Only one span of the listing below is wanted: the lines from the one with "impl Default for" through the one with "use super::*;", reproduced exactly, both ends kept.

───── Material for this exercise

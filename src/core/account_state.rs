use crate::core::account::NanoAccount;
use crate::core::block::Block;
use crate::core::bytes::BlockHash;
use serde::{Deserialize, Serialize};
use std::fmt;

/// An account's chain position: frontier, balance and representative.
///
/// Values are never mutated; every change produces a new instance.
#[derive(Debug, Clone, PartialEq, Eq, Serialize, Deserialize)]
pub struct AccountState {
    frontier: Option<BlockHash>,
    balance: u128,
    representative: Option<NanoAccount>,
}

impl AccountState {
    /// An account that has never published a block
    pub const UNOPENED: AccountState = AccountState {
        frontier: None,
        balance: 0,
        representative: None,
    };

    pub fn new(frontier: BlockHash, balance: u128, representative: NanoAccount) -> AccountState {
        AccountState {
            frontier: Some(frontier),
            balance,
            representative: Some(representative),
        }
    }

    /// Map a ledger snapshot; an account without a frontier is unopened
    /// whatever the other fields say
    pub fn from_ledger(
        frontier: Option<BlockHash>,
        balance: u128,
        representative: Option<NanoAccount>,
    ) -> AccountState {
        match frontier {
            None => AccountState::UNOPENED,
            Some(frontier) => AccountState {
                frontier: Some(frontier),
                balance,
                representative,
            },
        }
    }

    pub fn is_opened(&self) -> bool {
        self.frontier.is_some()
    }

    pub fn frontier(&self) -> Option<&BlockHash> {
        self.frontier.as_ref()
    }

    pub fn balance(&self) -> u128 {
        self.balance
    }

    pub fn representative(&self) -> Option<&NanoAccount> {
        self.representative.as_ref()
    }

    pub fn with_frontier(&self, frontier: BlockHash) -> AccountState {
        AccountState {
            frontier: Some(frontier),
            ..self.clone()
        }
    }

    pub fn with_balance(&self, balance: u128) -> AccountState {
        AccountState {
            balance,
            ..self.clone()
        }
    }

    pub fn with_representative(&self, representative: NanoAccount) -> AccountState {
        AccountState {
            representative: Some(representative),
            ..self.clone()
        }
    }
}

impl Default for AccountState {
    fn default() -> Self {
        AccountState::UNOPENED
    }
}

impl fmt::Display for AccountState {
    fn fmt(&self, f: &mut fmt::Formatter<'_>) -> fmt::Result {
        match (&self.frontier, &self.representative) {
            (None, _) => write!(f, "unopened (balance {})", self.balance),
            (Some(frontier), Some(rep)) => write!(
                f,
                "frontier {frontier}, balance {}, representative {rep}",
                self.balance
            ),
            (Some(frontier), None) => {
                write!(f, "frontier {frontier}, balance {}", self.balance)
            }
        }
    }
}

/// A freshly built block together with the state it leads to
#[derive(Debug, Clone, PartialEq, Eq)]
pub struct BlockAndState {
    block: Block,
    state: AccountState,
}

impl BlockAndState {
    pub fn new(block: Block, state: AccountState) -> BlockAndState {
        BlockAndState { block, state }
    }

    pub fn block(&self) -> &Block {
        &self.block
    }

    pub fn state(&self) -> &AccountState {
        &self.state
    }

    pub fn into_parts(self) -> (Block, AccountState) {
        (self.block, self.state)
    }
}

#[cfg(test)]
mod tests {
    use super::*;
    use crate::core::block::fixtures::*;

    #[test]
    fn test_unopened_sentinel() {
        let state = AccountState::UNOPENED;
        assert!(!state.is_opened());
        assert_eq!(state.balance(), 0);
        assert!(state.frontier().is_none());
        assert!(state.representative().is_none());
        assert_eq!(AccountState::default(), state);
    }

    #[test]
    fn test_from_ledger_without_frontier_is_unopened() {
        let state = AccountState::from_ledger(None, 500, Some(representative()));
        assert_eq!(state, AccountState::UNOPENED);

        let state = AccountState::from_ledger(Some(previous()), 500, Some(representative()));
        assert!(state.is_opened());
        assert_eq!(state, AccountState::new(previous(), 500, representative()));
    }

    #[test]
    fn test_builders_leave_original_untouched() {
        let original = AccountState::new(previous(), 10, representative());
        let moved = original.with_balance(4).with_frontier(BlockHash::new([1; 32]));
        assert_eq!(original.balance(), 10);
        assert_eq!(moved.balance(), 4);
        assert_eq!(moved.frontier(), Some(&BlockHash::new([1; 32])));
        assert_eq!(moved.representative(), original.representative());

        let rep_changed = original.with_representative(account());
        assert_eq!(rep_changed.representative(), Some(&account()));
    }

    #[test]
    fn test_display() {
        assert_eq!(AccountState::UNOPENED.to_string(), "unopened (balance 0)");
        let state = AccountState::new(previous(), 7, representative());
        assert_eq!(
            state.to_string(),
            format!("frontier {PREVIOUS}, balance 7, representative {REPRESENTATIVE}")
        );
    }
}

──────────

- [Your response]
impl Default for AccountState {
    fn default() -> Self {
        AccountState::UNOPENED
    }
}

impl fmt::Display for AccountState {
    fn fmt(&self, f: &mut fmt::Formatter<'_>) -> fmt::Result {
        match (&self.frontier, &self.representative) {
            (None, _) => write!(f, "unopened (balance {})", self.balance),
            (Some(frontier), Some(rep)) => write!(
                f,
                "frontier {frontier}, balance {}, representative {rep}",
                self.balance
            ),
            (Some(frontier), None) => {
                write!(f, "frontier {frontier}, balance {}", self.balance)
            }
        }
    }
}

/// A freshly built block together with the state it leads to
#[derive(Debug, Clone, PartialEq, Eq)]
pub struct BlockAndState {
    block: Block,
    state: AccountState,
}

impl BlockAndState {
    pub fn new(block: Block, state: AccountState) -> BlockAndState {
        BlockAndState { block, state }
    }

    pub fn block(&self) -> &Block {
        &self.block
    }

    pub fn state(&self) -> &AccountState {
        &self.state
    }

    pub fn into_parts(self) -> (Block, AccountState) {
        (self.block, self.state)
    }
}

#[cfg(test)]
mod tests {
    use super::*;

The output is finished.